Belize said it would delay ratification of the Escazú Agreement, after Costa Rica’s Congress blocked the country's ratification of the landmark U.N.-backed environmental treaty. (Breaking Belize News)
The Escazu Agreement, which came into force in 2021, provides a sweeping framework for countries in the region to strengthen environmental policy, notably imposing requirements regarding the rights of environmental defenders.
The agreement was signed in Costa Rica in 2018, but has been rejected by the country’s current government, which argues the country has enough environmental regulations, reports Reuters.
Public Security
The Caribbean became the region’s murder hotspot last year, according to InSight Crime’s 2022 Homicide Roundup. Record cocaine production, gang fragmentation and weapons flow across the region contributed to ongoing high murder rates in Latin America and the Caribbean.
For the first time in three years, Jamaica did not top the regional murder rate charts, reports InSight Crime. “Unfortunately, this has less to do with success in stamping out Jamaica’s own violence and more to do with appallingly high rates witnessed elsewhere in the Caribbean.”
Regional
Haiti’s crisis, and the migration it has spurred to other countries in the region, is expected to be a major topic at the Caricom leaders’ meeting that starts today. Some of the group’s 15 members are pushing to get key Haitian stakeholders to a neutral nation in the region to reach an agreement to hold elections, though it would be impossible to hold a vote under the current security situation. (Associated Press)
Bahamian Prime Minister Philip Davis, who is hosting, said the goal was a "Haitian-led solution,” reports Reuters. He urged the U.S. and Canada to take the lead in an international response. Canadian Prime Minister Justin Trudeau and a U.S. delegation led by Assistant Secretary of State Brian Nichols will join Caricom leaders at the meeting.
Caribbean and the World
The prospect of a new “sustainability agenda” at the WTO presents new opportunities for Caricom countries, and can help the region to reform its profile, assume leadership, and reframe the terms of the debate at the WTO. A new policy paper by TESS and the UWI proposes key elements for a trade-related climate change agenda.
Dire warnings of nefarious Chinese investments in Latin America and the Caribbean are misguided — “a closer look shows they barely exist, much less pose a threat,” argues A.J. Manuzzi in Responsible Statecraft.
Guyana Foreign Secretary Robert Persaud has asked Facebook and Twitter to take down maps that show Venezuela with a chunk of Guyana attached, some produced by Venezuela’s Maduro government. The maps, Persaud told the social media giant, could “permanently damage relations between States, incite violence against the territory and people of Guyana, and derail the current adjudication of the matter.” (Washington Post)

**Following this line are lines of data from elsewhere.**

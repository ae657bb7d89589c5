//! Trigger policies of traps.
//!
//! Traps never hold on to a target and never retaliate; each tick they look
//! at who is standing where right now.

use std::sync::Arc;

use async_trait::async_trait;
use npc_shared::Direction;

use crate::ai::{observed_targets, TargetingStrategy, TickContext};
use crate::combat::Attackable;
use crate::entities::NonPlayerCharacter;

/// Fires at whoever stands on the trap's tile
#[derive(Debug, Default)]
pub struct PressureTrigger;

#[async_trait]
impl TargetingStrategy for PressureTrigger {
    async fn candidates(&self, cx: &TickContext<'_>) -> Vec<Arc<dyn Attackable>> {
        let position = cx.npc.position();
        let mut targets = observed_targets(cx).await;
        targets.retain(|target| target.position() == position);
        targets
    }

    fn keeps_target(&self) -> bool {
        false
    }

    fn retaliates_against(&self, _npc: &NonPlayerCharacter, _attacker: &Arc<dyn Attackable>) -> bool {
        false
    }
}

/// Fires at everyone in range in the direction the trap faces
#[derive(Debug, Default)]
pub struct DirectionalAreaTrigger;

#[async_trait]
impl TargetingStrategy for DirectionalAreaTrigger {
    async fn candidates(&self, cx: &TickContext<'_>) -> Vec<Arc<dyn Attackable>> {
        let position = cx.npc.position();
        let rotation = cx.npc.rotation();
        let range = cx.npc.definition().attack_range;
        if rotation == Direction::Undefined {
            return Vec::new();
        }

        let mut targets = observed_targets(cx).await;
        targets.retain(|target| {
            let at = target.position();
            position.is_in_range(at, range) && Direction::between(position, at) == rotation
        });
        targets
    }

    fn keeps_target(&self) -> bool {
        false
    }

    fn volley(
        &self,
        _cx: &TickContext<'_>,
        _target: &Arc<dyn Attackable>,
        candidates: &[Arc<dyn Attackable>],
    ) -> Vec<Arc<dyn Attackable>> {
        candidates.to_vec()
    }

    fn retaliates_against(&self, _npc: &NonPlayerCharacter, _attacker: &Arc<dyn Attackable>) -> bool {
        false
    }
}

Two Haitian millionaires accused by Canada of corruption and enabling murderous gangs to run rampant across the country were helped for years by U.S. lawyers and bankers to buy offshore companies and luxury properties, according to documents from the Pandora Papers — International Consortium of Investigative Journalists.
It’s time for the U.S. to take Cuba off its list of “state sponsors of terrorism,” argues William LeoGrande in Responsible Statecraft.
125 years after the USS Maine exploded in the Havana harbor, it is long past time that the US treated Cuba like the sovereign nation it is, argues William LeoGrande in The Nation.
Racial Justice
‘Legal Identity, Race and Belonging in the Dominican Republic: From Citizen to Foreigner’ identifies a connection between the role of international actors, such as the World Bank and the United Nations, in promulgating the universal provision of legal identity and links these with arbitrary measures to restrict access to citizenship paperwork from (largely) Haitian-descended people born and living in the Dominican Republic. (Repeating Islands)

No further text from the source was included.